Five nations boosting their culture of innovation
How places like China, Brazil, and Israel are taking aggressive steps to encourage more start-ups – and what that means for the US.
Chantal James/Special to The Christian Science Monitor
These nations view innovation as a vital source of economic competitiveness. Not that long ago, the United States was the clear world leader in most industries and technology.
Now, while it's hard to put any other nation as "No. 1," America no longer enjoys such a privileged position.
The global spread of inventiveness is a disruptive force but also a beneficial one, economists say. If more of the world's people are innovators, more will be creating new industries or solving problems like how to control carbon emissions.
And increasingly, he says, innovation is occurring in a global matrix with ideas flowing among developed and developing nations.
"The United States can be competitive in the next 25 years only if we embrace globalization 150 percent," he says. "Globalization is like gravity. You can deny it only at your peril."
Here's a look at five nations that are using varied strategies to ride the elevator of innovation-led growth.
The competition isn't just between East and West. Brazil symbolizes the way continents of the South are ramping up efforts to nurture new businesses. A major government-backed effort to support start-ups includes a growing array of university-based incubator programs.

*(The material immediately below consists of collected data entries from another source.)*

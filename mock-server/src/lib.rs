//! In-process stand-in for the posts/users REST service.
//!
//! Serves fixed fixture data. Writes behave like the public service: they are
//! validated and echoed back with an id, but never persisted, so every read
//! returns the same record no matter what ran before it.

use std::sync::Arc;

use axum::{
    extract::{Path, Query, State},
    http::StatusCode,
    routing::get,
    Json, Router,
};
use serde::{Deserialize, Serialize};
use serde_json::{json, Map, Value};
use tokio::net::TcpListener;

pub mod fixtures;

pub use fixtures::{Fixtures, Post, User};

pub type Store = Arc<Fixtures>;

type ApiResult<T> = Result<T, (StatusCode, Json<Value>)>;

#[derive(Debug, Default, Deserialize)]
pub struct PostFilter {
    #[serde(rename = "userId")]
    pub user_id: Option<u32>,
}

#[derive(Debug, Default, Deserialize)]
pub struct UserFilter {
    pub username: Option<String>,
}

pub fn app() -> Router {
    let store: Store = Arc::new(Fixtures::seed());
    Router::new()
        .route("/posts", get(list_posts).post(create_post))
        .route(
            "/posts/{id}",
            get(get_post).put(replace_post).patch(update_post).delete(delete_post),
        )
        .route("/users", get(list_users).post(create_user))
        .route(
            "/users/{id}",
            get(get_user).put(replace_user).patch(update_user).delete(delete_user),
        )
        .with_state(store)
}

pub async fn run(listener: TcpListener) -> Result<(), std::io::Error> {
    if let Ok(addr) = listener.local_addr() {
        tracing::info!(%addr, "mock server listening");
    }
    axum::serve(listener, app()).await
}

/// Error responses carry an empty JSON object, as the public service does.
fn empty(status: StatusCode) -> (StatusCode, Json<Value>) {
    (status, Json(json!({})))
}

fn with_id(mut fields: Map<String, Value>, id: u32) -> Value {
    fields.insert("id".to_string(), Value::from(id));
    Value::Object(fields)
}

fn merged<T: Serialize>(record: &T, patch: Map<String, Value>, id: u32) -> ApiResult<Json<Value>> {
    let Value::Object(mut fields) =
        serde_json::to_value(record).map_err(|_| empty(StatusCode::INTERNAL_SERVER_ERROR))?
    else {
        return Err(empty(StatusCode::INTERNAL_SERVER_ERROR));
    };
    fields.extend(patch);
    Ok(Json(with_id(fields, id)))
}

// --- posts ---

async fn list_posts(State(store): State<Store>, Query(filter): Query<PostFilter>) -> Json<Vec<Post>> {
    let posts = store
        .posts
        .iter()
        .filter(|p| filter.user_id.is_none_or(|uid| p.user_id == uid))
        .cloned()
        .collect();
    Json(posts)
}

async fn get_post(State(store): State<Store>, Path(id): Path<u32>) -> ApiResult<Json<Post>> {
    store.post(id).cloned().map(Json).ok_or_else(|| empty(StatusCode::NOT_FOUND))
}

async fn create_post(
    State(store): State<Store>,
    Json(input): Json<Map<String, Value>>,
) -> (StatusCode, Json<Value>) {
    let id = store.posts.len() as u32 + 1;
    tracing::debug!(id, "echoing created post");
    (StatusCode::CREATED, Json(with_id(input, id)))
}

async fn replace_post(
    State(store): State<Store>,
    Path(id): Path<u32>,
    Json(input): Json<Map<String, Value>>,
) -> ApiResult<Json<Value>> {
    store.post(id).ok_or_else(|| empty(StatusCode::NOT_FOUND))?;
    Ok(Json(with_id(input, id)))
}

async fn update_post(
    State(store): State<Store>,
    Path(id): Path<u32>,
    Json(input): Json<Map<String, Value>>,
) -> ApiResult<Json<Value>> {
    let post = store.post(id).ok_or_else(|| empty(StatusCode::NOT_FOUND))?;
    merged(post, input, id)
}

async fn delete_post(State(store): State<Store>, Path(id): Path<u32>) -> ApiResult<Json<Value>> {
    store.post(id).ok_or_else(|| empty(StatusCode::NOT_FOUND))?;
    Ok(Json(json!({})))
}

// --- users ---

async fn list_users(State(store): State<Store>, Query(filter): Query<UserFilter>) -> Json<Vec<User>> {
    let users = store
        .users
        .iter()
        .filter(|u| filter.username.as_deref().is_none_or(|name| u.username == name))
        .cloned()
        .collect();
    Json(users)
}

async fn get_user(State(store): State<Store>, Path(id): Path<u32>) -> ApiResult<Json<User>> {
    store.user(id).cloned().map(Json).ok_or_else(|| empty(StatusCode::NOT_FOUND))
}

async fn create_user(
    State(store): State<Store>,
    Json(input): Json<Map<String, Value>>,
) -> (StatusCode, Json<Value>) {
    let id = store.users.len() as u32 + 1;
    tracing::debug!(id, "echoing created user");
    (StatusCode::CREATED, Json(with_id(input, id)))
}

async fn replace_user(
    State(store): State<Store>,
    Path(id): Path<u32>,
    Json(input): Json<Map<String, Value>>,
) -> ApiResult<Json<Value>> {
    store.user(id).ok_or_else(|| empty(StatusCode::NOT_FOUND))?;
    Ok(Json(with_id(input, id)))
}

async fn update_user(
    State(store): State<Store>,
    Path(id): Path<u32>,
    Json(input): Json<Map<String, Value>>,
) -> ApiResult<Json<Value>> {
    let user = store.user(id).ok_or_else(|| empty(StatusCode::NOT_FOUND))?;
    merged(user, input, id)
}

async fn delete_user(State(store): State<Store>, Path(id): Path<u32>) -> ApiResult<Json<Value>> {
    store.user(id).ok_or_else(|| empty(StatusCode::NOT_FOUND))?;
    Ok(Json(json!({})))
}

#[cfg(test)]
mod tests {
    use super::*;

    #[test]
    fn post_serializes_with_camel_case_user_id() {
        let post = Fixtures::seed().posts[0].clone();
        let json = serde_json::to_value(&post).unwrap();
        assert_eq!(json["userId"], 1);
        assert_eq!(json["id"], 1);
        assert!(json.get("user_id").is_none());
    }

    #[test]
    fn company_serializes_catch_phrase_in_camel_case() {
        let user = Fixtures::seed().users[0].clone();
        let json = serde_json::to_value(&user).unwrap();
        assert!(json["company"]["catchPhrase"].is_string());
        assert!(json["address"]["geo"]["lat"].is_string());
    }

    #[test]
    fn with_id_overrides_client_supplied_id() {
        let input: Map<String, Value> = serde_json::from_str(r#"{"id":5,"title":"t"}"#).unwrap();
        let value = with_id(input, 101);
        assert_eq!(value["id"], 101);
        assert_eq!(value["title"], "t");
    }

    #[test]
    fn merged_keeps_untouched_fields() {
        let fixtures = Fixtures::seed();
        let patch: Map<String, Value> = serde_json::from_str(r#"{"title":"patched"}"#).unwrap();
        let Json(value) = merged(fixtures.post(3).unwrap(), patch, 3).unwrap();
        assert_eq!(value["title"], "patched");
        assert_eq!(value["userId"], 1);
        assert_eq!(value["body"], fixtures.post(3).unwrap().body);
    }

    #[test]
    fn post_filter_reads_user_id_query_key() {
        let filter: PostFilter = serde_json::from_str(r#"{"userId":4}"#).unwrap();
        assert_eq!(filter.user_id, Some(4));
        let filter: PostFilter = serde_json::from_str("{}").unwrap();
        assert!(filter.user_id.is_none());
    }
}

The effort is giving wings to people like Andre Averbug, a business school graduate whose start-up provides software for mass-transit services. "A few years ago, Brazil was seen as a commodity country," he says. "I think Brazil now is being looked at as a good country to do business."
This island nation has prospered not just because of investments in education and port infrastructure, but also because of its promotion of start-ups. Its experiments have run the gamut from subsidies for ventures involving targeted technologies to putting up public money alongside venture investors who come to the city-state, Harvard University business expert Josh Lerner writes in a recent report for the American Enterprise Institute.
Yes, India is known as a hub of outsourced customer service. But if anyone doubts India's ability to innovate, consider the build-it-yourself automobile. At a price below $3,000, the Tata Nano is providing affordable wheels and generating lots of jobs for people who specialize in assembling the boxed parts into vehicles.
"It's as close a thing as we've seen in a long time in the automobile industry to a fresh start," says Eamonn Kelly, a California-based strategic thinker at the consulting firm Monitor Group. He says firms like Tata in cars and Infosys in software have been "quietly reinventing the nature of work," breaking down complex processes into new formulas.
India is still in the early stages of discovering its potential. If it can succeed in raising education levels for the vast majority who lack a high-school degree, the flow of ideas from India will expand even more.
In Israel, a rich crop of enterprises draws strength partly from what may seem like a surprising source: the military. It's not that the start-ups are all defense-related. But the Israeli military is a lean, adaptive organization – and one where citizens serve during early, formative years, says Saul Singer, coauthor of "Start-up Nation," a new book on Israel's entrepreneurial prowess.
"The Israeli military is smaller at the top than most, and it forces more authority down," he says. "The sense of improvisation comes from being stressed and short on resources." Another factor: The government of this once-socialist economy has learned to promote free enterprise by getting out of the way.
Even as China has leveraged its huge market potential to lure technology partners from overseas, it has also been expanding its ability to generate ideas from the ground up using a self-created array of research universities. China's blend of sheer demographic scale, bottom-up commercial drive, and top-down planning may be rewriting the development rule book.
As China plays the traditional game of catch-up, it's also trying to push ahead into leadership positions in key areas such as nanotechnology. The advances come with risks and caveats. Critics see major violations of trade rules. And forecasters have a lively debate going about whether this race-ahead economy is poised for a bust.
Alongside these five nations, Europe and Japan remain innovative powerhouses. And Mr. Govindarajan cites other up-and-comers to watch, including Mexico, Vietnam, Turkey, and South Africa. The upshot may be an increasingly two-track process for innovation. He says the new climbers will create more products that filter upward to high-income nations, even as the developed nations still pioneer products that filter downward in a traditional way.